• [EXERCISE DESCRIPTION] Sort through the entries below and pull out lines containing the word "with".

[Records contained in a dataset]
═══
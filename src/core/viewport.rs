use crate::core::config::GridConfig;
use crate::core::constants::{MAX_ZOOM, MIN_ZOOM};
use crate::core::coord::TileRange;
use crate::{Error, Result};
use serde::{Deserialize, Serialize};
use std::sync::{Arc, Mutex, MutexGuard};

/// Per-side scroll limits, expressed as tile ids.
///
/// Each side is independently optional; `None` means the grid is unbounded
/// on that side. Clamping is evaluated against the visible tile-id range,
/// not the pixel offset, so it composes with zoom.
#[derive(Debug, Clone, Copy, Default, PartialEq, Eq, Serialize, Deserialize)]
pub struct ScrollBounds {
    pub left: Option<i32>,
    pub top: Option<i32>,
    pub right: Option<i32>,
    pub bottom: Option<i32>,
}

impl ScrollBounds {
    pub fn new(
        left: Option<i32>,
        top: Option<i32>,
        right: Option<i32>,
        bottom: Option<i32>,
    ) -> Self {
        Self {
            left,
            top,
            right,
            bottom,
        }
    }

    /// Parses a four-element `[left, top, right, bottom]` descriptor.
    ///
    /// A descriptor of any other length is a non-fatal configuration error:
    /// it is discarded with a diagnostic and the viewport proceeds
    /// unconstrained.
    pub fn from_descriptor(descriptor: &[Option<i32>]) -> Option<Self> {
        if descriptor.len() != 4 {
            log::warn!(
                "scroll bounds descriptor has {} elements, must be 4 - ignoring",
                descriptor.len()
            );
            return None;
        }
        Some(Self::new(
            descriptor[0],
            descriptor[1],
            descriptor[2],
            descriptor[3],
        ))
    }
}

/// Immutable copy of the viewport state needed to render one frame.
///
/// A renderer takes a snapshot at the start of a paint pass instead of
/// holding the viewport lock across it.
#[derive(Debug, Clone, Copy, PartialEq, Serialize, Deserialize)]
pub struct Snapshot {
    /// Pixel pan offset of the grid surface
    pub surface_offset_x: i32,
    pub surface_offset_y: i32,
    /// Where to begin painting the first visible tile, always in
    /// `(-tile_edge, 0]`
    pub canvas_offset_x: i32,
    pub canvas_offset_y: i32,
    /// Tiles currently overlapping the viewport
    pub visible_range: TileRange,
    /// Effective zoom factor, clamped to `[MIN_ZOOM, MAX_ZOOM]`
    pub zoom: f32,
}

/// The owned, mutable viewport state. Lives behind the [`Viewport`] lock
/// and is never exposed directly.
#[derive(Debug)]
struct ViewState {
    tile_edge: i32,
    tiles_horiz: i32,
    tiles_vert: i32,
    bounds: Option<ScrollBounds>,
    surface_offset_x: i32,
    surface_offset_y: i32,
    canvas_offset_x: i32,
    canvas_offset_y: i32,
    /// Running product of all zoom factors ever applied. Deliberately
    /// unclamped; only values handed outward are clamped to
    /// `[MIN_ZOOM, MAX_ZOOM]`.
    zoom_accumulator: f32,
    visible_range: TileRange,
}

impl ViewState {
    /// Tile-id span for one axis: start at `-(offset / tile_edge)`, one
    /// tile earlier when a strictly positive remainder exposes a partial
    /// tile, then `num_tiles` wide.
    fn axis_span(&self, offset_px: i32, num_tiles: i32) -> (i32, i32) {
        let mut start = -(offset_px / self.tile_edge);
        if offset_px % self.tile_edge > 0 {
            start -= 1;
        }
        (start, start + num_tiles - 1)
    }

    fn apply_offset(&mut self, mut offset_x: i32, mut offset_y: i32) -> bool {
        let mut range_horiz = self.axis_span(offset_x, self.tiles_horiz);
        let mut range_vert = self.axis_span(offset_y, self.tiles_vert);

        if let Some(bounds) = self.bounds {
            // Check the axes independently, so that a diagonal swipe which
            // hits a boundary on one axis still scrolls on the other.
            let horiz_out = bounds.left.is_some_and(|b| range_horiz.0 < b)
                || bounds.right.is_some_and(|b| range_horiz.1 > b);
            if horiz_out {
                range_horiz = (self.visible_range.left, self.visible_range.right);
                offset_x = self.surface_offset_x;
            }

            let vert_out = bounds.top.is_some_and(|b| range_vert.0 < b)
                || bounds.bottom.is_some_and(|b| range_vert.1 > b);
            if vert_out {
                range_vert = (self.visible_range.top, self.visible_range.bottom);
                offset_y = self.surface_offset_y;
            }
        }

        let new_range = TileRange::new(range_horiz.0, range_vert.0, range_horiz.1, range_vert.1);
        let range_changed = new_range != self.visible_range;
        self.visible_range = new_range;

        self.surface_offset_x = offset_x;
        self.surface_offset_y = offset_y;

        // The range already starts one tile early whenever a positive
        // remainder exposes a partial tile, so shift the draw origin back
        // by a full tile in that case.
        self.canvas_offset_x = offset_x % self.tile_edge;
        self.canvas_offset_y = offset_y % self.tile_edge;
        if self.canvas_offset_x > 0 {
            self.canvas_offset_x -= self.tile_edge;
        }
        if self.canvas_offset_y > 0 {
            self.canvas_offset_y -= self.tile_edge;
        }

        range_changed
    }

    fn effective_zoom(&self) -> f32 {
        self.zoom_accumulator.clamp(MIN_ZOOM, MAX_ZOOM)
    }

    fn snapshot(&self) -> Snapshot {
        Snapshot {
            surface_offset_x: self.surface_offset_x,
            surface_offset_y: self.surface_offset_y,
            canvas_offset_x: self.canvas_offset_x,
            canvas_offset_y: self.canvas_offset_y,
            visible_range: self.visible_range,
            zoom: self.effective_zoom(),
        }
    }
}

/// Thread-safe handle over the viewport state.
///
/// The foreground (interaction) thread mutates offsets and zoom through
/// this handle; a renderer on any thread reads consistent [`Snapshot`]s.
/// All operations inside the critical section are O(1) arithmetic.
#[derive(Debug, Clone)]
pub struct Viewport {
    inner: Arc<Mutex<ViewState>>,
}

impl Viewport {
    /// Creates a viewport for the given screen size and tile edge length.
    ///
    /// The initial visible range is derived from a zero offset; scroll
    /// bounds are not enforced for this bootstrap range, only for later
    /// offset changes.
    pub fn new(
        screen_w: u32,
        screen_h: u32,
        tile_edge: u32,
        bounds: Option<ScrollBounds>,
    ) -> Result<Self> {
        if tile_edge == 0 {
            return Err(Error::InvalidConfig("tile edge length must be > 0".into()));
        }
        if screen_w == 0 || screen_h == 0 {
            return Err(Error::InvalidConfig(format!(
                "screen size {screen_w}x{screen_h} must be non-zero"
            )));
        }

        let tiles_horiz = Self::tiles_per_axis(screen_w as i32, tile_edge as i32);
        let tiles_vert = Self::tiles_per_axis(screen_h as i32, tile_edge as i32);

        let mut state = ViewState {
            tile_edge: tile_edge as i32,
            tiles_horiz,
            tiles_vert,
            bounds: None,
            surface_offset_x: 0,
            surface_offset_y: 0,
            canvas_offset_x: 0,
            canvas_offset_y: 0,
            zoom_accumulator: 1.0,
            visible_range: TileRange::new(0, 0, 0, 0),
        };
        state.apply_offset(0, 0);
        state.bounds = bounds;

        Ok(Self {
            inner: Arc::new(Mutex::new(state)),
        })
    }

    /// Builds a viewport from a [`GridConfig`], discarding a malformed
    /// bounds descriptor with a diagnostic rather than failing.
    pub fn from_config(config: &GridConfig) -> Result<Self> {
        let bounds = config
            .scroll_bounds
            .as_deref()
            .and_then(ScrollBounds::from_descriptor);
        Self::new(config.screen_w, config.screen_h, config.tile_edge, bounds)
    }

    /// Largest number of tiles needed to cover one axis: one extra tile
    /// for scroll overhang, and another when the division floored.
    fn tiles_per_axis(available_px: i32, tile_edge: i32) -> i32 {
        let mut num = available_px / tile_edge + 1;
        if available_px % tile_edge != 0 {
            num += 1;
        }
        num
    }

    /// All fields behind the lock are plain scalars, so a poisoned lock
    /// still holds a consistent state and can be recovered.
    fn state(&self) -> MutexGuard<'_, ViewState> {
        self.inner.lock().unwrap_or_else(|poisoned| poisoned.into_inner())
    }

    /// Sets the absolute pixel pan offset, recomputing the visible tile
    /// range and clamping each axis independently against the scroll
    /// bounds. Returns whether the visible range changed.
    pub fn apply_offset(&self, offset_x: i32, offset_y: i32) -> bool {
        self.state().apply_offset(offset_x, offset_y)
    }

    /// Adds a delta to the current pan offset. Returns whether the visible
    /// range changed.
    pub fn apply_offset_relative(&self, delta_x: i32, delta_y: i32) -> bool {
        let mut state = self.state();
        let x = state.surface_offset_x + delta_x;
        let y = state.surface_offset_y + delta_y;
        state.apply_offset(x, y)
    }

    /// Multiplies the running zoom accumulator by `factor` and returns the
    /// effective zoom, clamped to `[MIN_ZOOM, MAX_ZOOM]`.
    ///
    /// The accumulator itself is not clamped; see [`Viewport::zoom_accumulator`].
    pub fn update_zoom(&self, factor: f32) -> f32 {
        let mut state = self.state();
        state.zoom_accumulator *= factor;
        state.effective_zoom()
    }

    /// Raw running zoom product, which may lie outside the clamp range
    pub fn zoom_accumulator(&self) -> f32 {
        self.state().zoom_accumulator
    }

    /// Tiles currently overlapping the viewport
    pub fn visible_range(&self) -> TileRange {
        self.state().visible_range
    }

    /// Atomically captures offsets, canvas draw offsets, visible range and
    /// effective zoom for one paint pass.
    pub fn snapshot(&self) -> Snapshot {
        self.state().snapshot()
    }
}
═══
• [SOLUTION TO THIS TASK]
/// not the pixel offset, so it composes with zoom.
    /// it is discarded with a diagnostic and the viewport proceeds
    /// bounds descriptor with a diagnostic rather than failing.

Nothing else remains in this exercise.